On 9 November 2015 Mr Justice Kelly delivered the judgment of
the Court of Appeal in McCabe v Irish Life Assurance Plc,
overturning a previous decision of the High Court and encouraging
greater use of interrogatories in litigation as a cost saving
measure while dispelling the notion that interrogatories may be
unsuitable for deployment in insurance coverage disputes.
By way of background, Irish Life Assurance plc, the defendant
insurer, had avoided a life assurance policy for material
non-disclosure of material facts relating to the prior medical
history of the deceased policyholder. The plaintiffs (widower of
the deceased as beneficiary and daughter of the deceased as
personal representative) sought declarations that they were
entitled to payment under the insurance policy.
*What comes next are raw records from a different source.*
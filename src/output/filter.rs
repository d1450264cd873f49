// filter.rs - Select sample groups from a distance matrix

use std::collections::{HashMap, HashSet};
use std::fs::File;
use std::io::{BufRead, BufReader};
use std::path::Path;
use std::str::FromStr;

use crate::core::DistanceMatrix;
use crate::data::sample::sample_name;
use crate::error::{CbdError, Result};

#[derive(Debug, Clone, Copy, PartialEq, Eq)]
pub enum GroupFilter {
    /// Samples of exactly one group
    Within,
    /// Samples outside exactly one group
    Without,
    /// Samples belonging to any of several groups
    Between,
}

impl FromStr for GroupFilter {
    type Err = String;

    fn from_str(s: &str) -> std::result::Result<Self, Self::Err> {
        match s.to_lowercase().as_str() {
            "within" => Ok(GroupFilter::Within),
            "without" => Ok(GroupFilter::Without),
            "between" => Ok(GroupFilter::Between),
            _ => Err(format!("Filter '{}' is not supported. Use: within, without, between", s)),
        }
    }
}

/// Load `path<TAB>group1;group2[<TAB>label]` lines into group -> sample names
pub fn load_groups(file_path: &Path) -> Result<HashMap<String, HashSet<String>>> {
    let file = File::open(file_path).map_err(|e| {
        CbdError::io(format!("Error opening input list file '{}'", file_path.display()), e)
    })?;
    let mut groups: HashMap<String, HashSet<String>> = HashMap::new();

    for (line_num, line) in BufReader::new(file).lines().enumerate() {
        let line = line.map_err(|e| {
            CbdError::io(format!("Failed to read line {} from '{}'", line_num + 1, file_path.display()), e)
        })?;
        let line = line.trim_end_matches(['\n', '\r']);
        if line.is_empty() || line.starts_with('#') {
            continue;
        }

        let fields: Vec<&str> = line.split('\t').collect();
        if fields.len() < 2 || fields.len() > 3 {
            return Err(CbdError::Config(format!(
                "Line {} must contain a path and group list and an optional label, found {} fields",
                line_num + 1,
                fields.len()
            )));
        }

        let name = sample_name(Path::new(fields[0]));
        for group in fields[1].split(';').filter(|g| !g.is_empty()) {
            groups.entry(group.to_string()).or_default().insert(name.clone());
        }
    }

    Ok(groups)
}

/// Flatten `--group` values, each of which may hold a `;` separated list
pub fn split_group_list(values: &[String]) -> Vec<String> {
    values
        .iter()
        .flat_map(|v| v.split(';'))
        .map(str::trim)
        .filter(|g| !g.is_empty())
        .map(str::to_string)
        .collect()
}

/// Keep the rows/columns selected by the filter
pub fn filter_matrix(
    matrix: &DistanceMatrix,
    groups: &HashMap<String, HashSet<String>>,
    filter: GroupFilter,
    selected: &[String],
) -> Result<DistanceMatrix> {
    if matches!(filter, GroupFilter::Within | GroupFilter::Without) && selected.len() != 1 {
        return Err(CbdError::Config(format!(
            "Only one group can be specified with filter '{}'",
            if filter == GroupFilter::Within { "within" } else { "without" }
        )));
    }

    let empty = HashSet::new();
    let in_group = |name: &str| {
        selected
            .iter()
            .any(|g| groups.get(g).unwrap_or(&empty).contains(name))
    };

    let keep: Vec<bool> = matrix
        .names()
        .iter()
        .map(|name| match filter {
            GroupFilter::Within | GroupFilter::Between => in_group(name),
            GroupFilter::Without => !in_group(name),
        })
        .collect();

    Ok(matrix.subset(&keep))
}
use std::collections::VecDeque;

use serde::{Deserialize, Serialize};

use crate::{MindbeatError, Result};

#[derive(Debug, Clone, Copy, PartialEq, Eq, Serialize, Deserialize)]
#[serde(rename_all = "lowercase")]
pub enum Role {
    User,
    Assistant,
}

#[derive(Debug, Clone, PartialEq, Eq, Serialize, Deserialize)]
pub struct ChatMessage {
    pub role: Role,
    pub content: String,
}

impl ChatMessage {
    pub fn user(content: impl Into<String>) -> Self {
        Self {
            role: Role::User,
            content: content.into(),
        }
    }

    pub fn assistant(content: impl Into<String>) -> Self {
        Self {
            role: Role::Assistant,
            content: content.into(),
        }
    }
}

/// Rolling window over the most recent user/assistant exchanges. The oldest
/// exchange is evicted once the window is full.
#[derive(Debug, Clone)]
pub struct ConversationState {
    max_exchanges: usize,
    exchanges: VecDeque<(ChatMessage, ChatMessage)>,
}

impl ConversationState {
    pub fn new(max_exchanges: usize) -> Self {
        Self {
            max_exchanges: max_exchanges.max(1),
            exchanges: VecDeque::new(),
        }
    }

    pub fn len(&self) -> usize {
        self.exchanges.len()
    }

    pub fn is_empty(&self) -> bool {
        self.exchanges.is_empty()
    }

    /// History followed by the new user turn, ready to send.
    pub fn request_messages(&self, user_input: &str) -> Vec<ChatMessage> {
        let mut messages = Vec::with_capacity(self.exchanges.len() * 2 + 1);
        for (user, assistant) in &self.exchanges {
            messages.push(user.clone());
            messages.push(assistant.clone());
        }
        messages.push(ChatMessage::user(user_input));
        messages
    }

    pub fn record(&mut self, user_input: &str, reply: &str) {
        self.exchanges
            .push_back((ChatMessage::user(user_input), ChatMessage::assistant(reply)));
        while self.exchanges.len() > self.max_exchanges {
            self.exchanges.pop_front();
        }
    }
}

/// Chat-completion service.
pub trait ChatBackend {
    fn complete(&mut self, messages: &[ChatMessage]) -> Result<String>;
}

/// Pairs a backend with its conversation state.
pub struct ChatSession<B> {
    backend: B,
    state: ConversationState,
}

impl<B: ChatBackend> ChatSession<B> {
    pub fn new(backend: B, state: ConversationState) -> Self {
        Self { backend, state }
    }

    pub fn state(&self) -> &ConversationState {
        &self.state
    }

    /// Sends one user turn. The exchange is remembered only if the backend
    /// answers.
    pub fn send(&mut self, user_input: &str) -> Result<String> {
        let input = user_input.trim();
        if input.is_empty() {
            return Err(MindbeatError::InvalidInput("message must not be empty"));
        }

        let messages = self.state.request_messages(input);
        let reply = self.backend.complete(&messages)?;
        self.state.record(input, &reply);
        tracing::debug!(history = self.state.len(), "chat exchange recorded");
        Ok(reply)
    }
}

pub fn is_exit_command(input: &str) -> bool {
    matches!(input.trim().to_ascii_lowercase().as_str(), "quit" | "exit")
}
The High Court had refused leave to the defendant insurer to
deliver interrogatories relating to the deceased's medical
history where this was a crucial issue at the trial of the action
and the Court therefore concluded that the insurer should be
required to prove the material non-disclosure by oral evidence at
the trial of the action (click here for our previous article on the High
Court decision).
Interrogatories are formal questions a party serves on its opponent
prior to a case progressing to trial, the responses to which are
usually a simple affirmation or denial and which form part of the
evidence. Leave of the Court is required to deliver
interrogatories, except in the Commercial Court. The aim of these
formal questions is to allow that party reduce and better determine
the scope of the case and to narrow the issues between the parties
before trial.
By way of preliminary observations, Judge Kelly commented on the
benefits of interrogatories, which can obviate the necessity for
expensive and time consuming discovery, can dispose of issues prior
to trial, can lessen the number of witnesses and result in the
overall shortening of trials. However, notwithstanding the
benefits, the Court observed that interrogatories are largely
ignored in many cases. The Court commented that given that
litigation has increased enormously in quantity, complexity and
cost it is high time that interrogatories are used more
frequently.
It was clear to the Court that if the defendant insurer was
required to formally prove the deceased's medical history it
would involve the attendance of numerous doctors thus incurring
significant costs and adding to the length of the trial. The Court
concluded that the interrogatories sought served a clear litigious
purpose and as a matter of probability would save significant costs
and shorten the trial.
Judge Kelly found that the plaintiffs had not presented any
evidence to demonstrate that requiring answers to the
interrogatories was in any way unfair or oppressive. Notably, the
Court considered that there was nothing inherently unfair in
directing the delivery of interrogatories simply because a claim is
being made on foot of an insurance policy which has been avoided
for non-disclosure. In the view of the Court, if interrogatories
are delivered and the plaintiffs accept the accuracy of the facts
pleaded by answering the questions in the affirmative, the question
of whether those facts were sufficient to justify the avoidance of
the policy will be a question of law and no further medical
evidence would be required. The Court therefore disagreed with the
view of the High Court that "the whole story would not be
told" if the plaintiffs were required to answer
interrogatories and that they should have an opportunity to test
the evidence by way of cross examination.
It is also notable that the Court was critical of the
plaintiffs' solicitors for failing to engage at all when asked
to admit relevant facts or to respond to the draft interrogatories,
finding that this was "an unacceptable approach to the conduct
of litigation". It was the practice in civil cases to draft
interrogatories in the negative and the Court found this outdated
and recast the interrogatories in the form used in the Commercial
Court.
While interrogatories have become a feature of Commercial Court
litigation, as the Court commented, they remain largely ignored in
civillitigation in other divisions of the High Court,
notwithstanding the potential cost saving benefits. The cost of
discovery has become particularly burdensome in the age of
electronic documents and there is an opportunity to reduce the
scope of discovery required where interrogatories are properly
deployed. As demonstrated by this particular case, interrogatories
also present an opportunity to significantly reduce the number of
witnesses required to give oral evidence and to shorten the length
of a trial. It is therefore hoped that this decision will encourage
greater use of interrogatories and engagement between parties to
seek to narrow the issues in dispute between them and to save
costs.
The content of this article is intended to provide a general guide to the subject matter. Specialist advice should be sought about your specific circumstances.